La sintonía del tiempo de TVE nació para vender aceite de motor
Esas siete notas que anuncian el mapa de España eran el jingle de Repsol. La historia de cómo una melodía publicitaria se independizó de su marca y acabó comprada por Televisión Española.

Siete notas. Las has oído miles de veces, probablemente cenando, y si te las tarareo ahora mismo sabes exactamente qué viene después: un mapa de España lleno de nubecitas.
Pues esa melodía no se compuso para el tiempo. Se compuso para vender aceite de motor.
Antes de las gasolineras, los lubricantes
Hasta mediados de los ochenta, Repsol era una marca de lubricantes. Nada de estaciones de servicio verdes por toda España: latas de aceite. En 1986 empezó el cambio de imagen hacia la petrolera que conocemos, y con el cambio de imagen llegó lo que llega siempre: una campaña, un anuncio y una musiquilla para pegarla al final.
Esa musiquilla eran nuestras siete notas.
Podría haber acabado como acaban casi todas: sonando cinco años y desapareciendo con la campaña. Pero Repsol hizo algo que en aquel momento era pura lógica publicitaria y con el tiempo resultó ser una jugada maestra sin querer: patrocinar el espacio del tiempo de Televisión Española.
Lo que era el tiempo en 1986
Hay que ponerse en situación, porque si tienes menos de treinta años esto te va a sonar a ciencia ficción. No había Antena 3. No había Telecinco. No había internet. No había una aplicación en el móvil que te dijera si iba a llover el sábado con precisión de barrio.
Había dos cadenas, las dos de Televisión Española, y un señor delante de un mapa. Si querías saber si el domingo podías ir a la playa, veías el tiempo. Todo el país, a la vez, después de comer o después de cenar.
Era, probablemente, el minuto de televisión más valioso de España. Y sonaba a Repsol.

Veinticinco años después llega la ley
La cosa funcionó tan bien que Repsol repitió la jugada en otras televisiones: en TV3 el tiempo también lo ofrecía Repsol, en catalán.
Y así un cuarto de siglo, hasta que en 2009 se aprobó la ley que dejaba a Televisión Española sin publicidad. A partir del 1 de enero de 2010, se acabaron los anuncios. Y con ellos, el patrocinio.

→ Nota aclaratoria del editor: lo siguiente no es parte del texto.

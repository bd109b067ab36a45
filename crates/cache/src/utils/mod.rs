//! Shared helpers
//!
//! - **[`serde`]**: Serialization helpers for configuration durations

pub mod serde;

pub use self::serde::duration_millis;
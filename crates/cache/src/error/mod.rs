//! Error types shared by the cache and sweeper modules
//!
//! Cache operations themselves are infallible: a missing key is reported
//! through `Option`, never through an error. The conditions that *are*
//! reportable fall into three groups:
//!
//! | Group | Variant | When |
//! |-------|---------|------|
//! | **Configuration** | `InvalidCapacity`, `Config`, `ConfigParse` | Rejected eagerly at construction |
//! | **Lifecycle** | `SweeperState`, `NoRuntime` | Sweeper started/stopped out of order |
//! | **Internal** | `TaskPanicked` | Background sweep task panicked |
//!
//! A sweeper that fails to acknowledge shutdown in time is *not* an error;
//! it is logged and surfaced as
//! [`ShutdownStatus::TimedOut`](crate::sweeper::ShutdownStatus).
//!
//! ## Classification
//!
//! Every [`CacheError`] reports an [`ErrorSeverity`] and whether retrying the
//! same call could succeed, so callers can route errors to the right log
//! level without matching on every variant.
//!
//! ```
//! use sweepcache::cache::{CacheConfig, LruCache};
//! use sweepcache::error::{CacheError, ErrorSeverity};
//!
//! let err = LruCache::<i32>::new(CacheConfig::lru("sessions", 0)).unwrap_err();
//! assert!(matches!(err, CacheError::InvalidCapacity { .. }));
//! assert_eq!(err.severity(), ErrorSeverity::Error);
//! assert!(!err.is_retryable());
//! ```

use std::fmt;

use thiserror::Error;

/// Standard result type using [`CacheError`]
pub type CacheResult<T> = Result<T, CacheError>;

/// Severity levels used for monitoring and log routing
#[derive(Debug, Clone, Copy, PartialEq, Eq, PartialOrd, Ord, Hash)]
pub enum ErrorSeverity {
    /// Expected condition, informational only
    Info,
    /// Degraded but operational
    Warning,
    /// Failure requiring attention
    Error,
    /// Invariant violated
    Critical,
}

impl fmt::Display for ErrorSeverity {
    fn fmt(&self, f: &mut fmt::Formatter<'_>) -> fmt::Result {
        match self {
            Self::Info => write!(f, "info"),
            Self::Warning => write!(f, "warning"),
            Self::Error => write!(f, "error"),
            Self::Critical => write!(f, "critical"),
        }
    }
}

/// Errors raised by cache construction and sweeper lifecycle management
#[derive(Debug, Error)]
pub enum CacheError {
    /// Capacity must be a positive integer
    #[error("Cache '{name}' requires a positive capacity (got {capacity})")]
    InvalidCapacity { name: String, capacity: usize },

    /// Any other invalid configuration value
    #[error("Configuration error in field '{field}': {message}")]
    Config { field: String, message: String },

    /// Configuration text could not be parsed
    #[error("Failed to parse configuration: {0}")]
    ConfigParse(#[from] toml::de::Error),

    /// Sweeper lifecycle call made from the wrong state
    #[error("Cannot {operation} sweeper while it is {state}")]
    SweeperState { operation: &'static str, state: String },

    /// Sweeping requires an active Tokio runtime
    #[error("No active Tokio runtime available to spawn the sweep task")]
    NoRuntime,

    /// Background sweep task panicked before acknowledging shutdown
    #[error("Sweep task panicked: {0}")]
    TaskPanicked(String),
}

impl CacheError {
    /// Create a configuration error for a specific field
    pub fn config<F: Into<String>, M: Into<String>>(field: F, message: M) -> Self {
        Self::Config { field: field.into(), message: message.into() }
    }

    /// Create an invalid-capacity error for the named cache
    pub fn invalid_capacity<N: Into<String>>(name: N, capacity: usize) -> Self {
        Self::InvalidCapacity { name: name.into(), capacity }
    }

    /// Create a lifecycle error for a sweeper in the wrong state
    pub fn sweeper_state<S: fmt::Display>(operation: &'static str, state: S) -> Self {
        Self::SweeperState { operation, state: state.to_string() }
    }

    /// Whether repeating the same call could succeed without changing input
    pub fn is_retryable(&self) -> bool {
        // A missing runtime can appear once the caller enters one.
        matches!(self, Self::NoRuntime)
    }

    /// Severity of this error for monitoring
    pub fn severity(&self) -> ErrorSeverity {
        match self {
            Self::InvalidCapacity { .. } | Self::Config { .. } | Self::ConfigParse(_) => {
                ErrorSeverity::Error
            }
            Self::SweeperState { .. } | Self::NoRuntime => ErrorSeverity::Warning,
            Self::TaskPanicked(_) => ErrorSeverity::Critical,
        }
    }

    /// Whether this error requires immediate attention
    pub fn is_critical(&self) -> bool {
        self.severity() == ErrorSeverity::Critical
    }
}

#[cfg(test)]
mod tests {
    //! Unit tests for error.
    use super::*;

    /// Validates `CacheError::invalid_capacity` display and classification.
    ///
    /// Assertions:
    /// - Confirms the message names the cache and capacity.
    /// - Confirms severity is `Error` and the error is not retryable.
    #[test]
    fn test_invalid_capacity_classification() {
        let err = CacheError::invalid_capacity("geoip", 0);
        assert_eq!(err.to_string(), "Cache 'geoip' requires a positive capacity (got 0)");
        assert_eq!(err.severity(), ErrorSeverity::Error);
        assert!(!err.is_retryable());
        assert!(!err.is_critical());
    }

    /// Validates `CacheError::sweeper_state` message formatting.
    ///
    /// Assertions:
    /// - Confirms the operation and state appear in the message.
    /// - Confirms severity is `Warning`.
    #[test]
    fn test_sweeper_state_message() {
        let err = CacheError::sweeper_state("start", "running");
        assert_eq!(err.to_string(), "Cannot start sweeper while it is running");
        assert_eq!(err.severity(), ErrorSeverity::Warning);
    }

    #[test]
    fn test_no_runtime_is_retryable() {
        assert!(CacheError::NoRuntime.is_retryable());
        assert!(CacheError::TaskPanicked("boom".into()).is_critical());
    }

    #[test]
    fn test_severity_ordering() {
        assert!(ErrorSeverity::Info < ErrorSeverity::Warning);
        assert!(ErrorSeverity::Error < ErrorSeverity::Critical);
        assert_eq!(ErrorSeverity::Critical.to_string(), "critical");
    }
}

Aquí viene el detalle bueno. Repsol, antes de rendirse, intentó que le hicieran una excepción. El razonamiento no era descabellado: ya existía el precedente del toro de Osborne, aquel cartel gigante que sobrevivió a la prohibición de la publicidad en las carreteras porque para entonces ya no lo veía nadie como un anuncio de brandy, sino como parte del paisaje.
No coló. En el tiempo tampoco iba a haber publicidad, y punto.
El problema que nadie había pensado
Y entonces Televisión Española se dio cuenta de algo incómodo: la música que llevaba veinticinco años abriendo su espacio meteorológico no era suya. Era de una petrolera.
Así que hizo lo único que podía hacer: preguntar si se la vendían.
Repsol, antes de contestar, encargó un estudio de mercado para saber qué tenía exactamente entre manos. La pregunta era sencilla: cuando la gente oye estas siete notas, ¿en qué piensa?
El resultado no dejaba lugar a dudas. La gente pensaba en borrascas, en anticiclones y en mapas. En nadie llenando el depósito. Después de veinticinco años pegada a los mapas de isobaras, la melodía se había ido de casa: seguía siendo legalmente de Repsol y emocionalmente ya no.
Vendieron los derechos. Y esas siete notas que nacieron para vender aceite de motor se convirtieron oficialmente en la sintonía del tiempo.
Un detalle final para nostálgicos
Hace poco la han vuelto a arreglar en una versión más ligera y moderna, y ahí ya entra el gusto de cada uno. Hay quien echa de menos los bajos de la versión de siempre, la de la infancia, la que sonaba mientras alguien en tu casa decía «calla, que va a decir si llueve».
Lo que no cambia es lo mejor de esta historia: que una empresa pagó por asociarse a un programa y acabó regalándole al programa su propia identidad. La marca desapareció de la pantalla en 2010. La música sigue ahí.
Y si quieres arruinártela para siempre, prueba a cantarla con letra. «Vamos a ver el tiempo de hoy» encaja perfecta. De nada.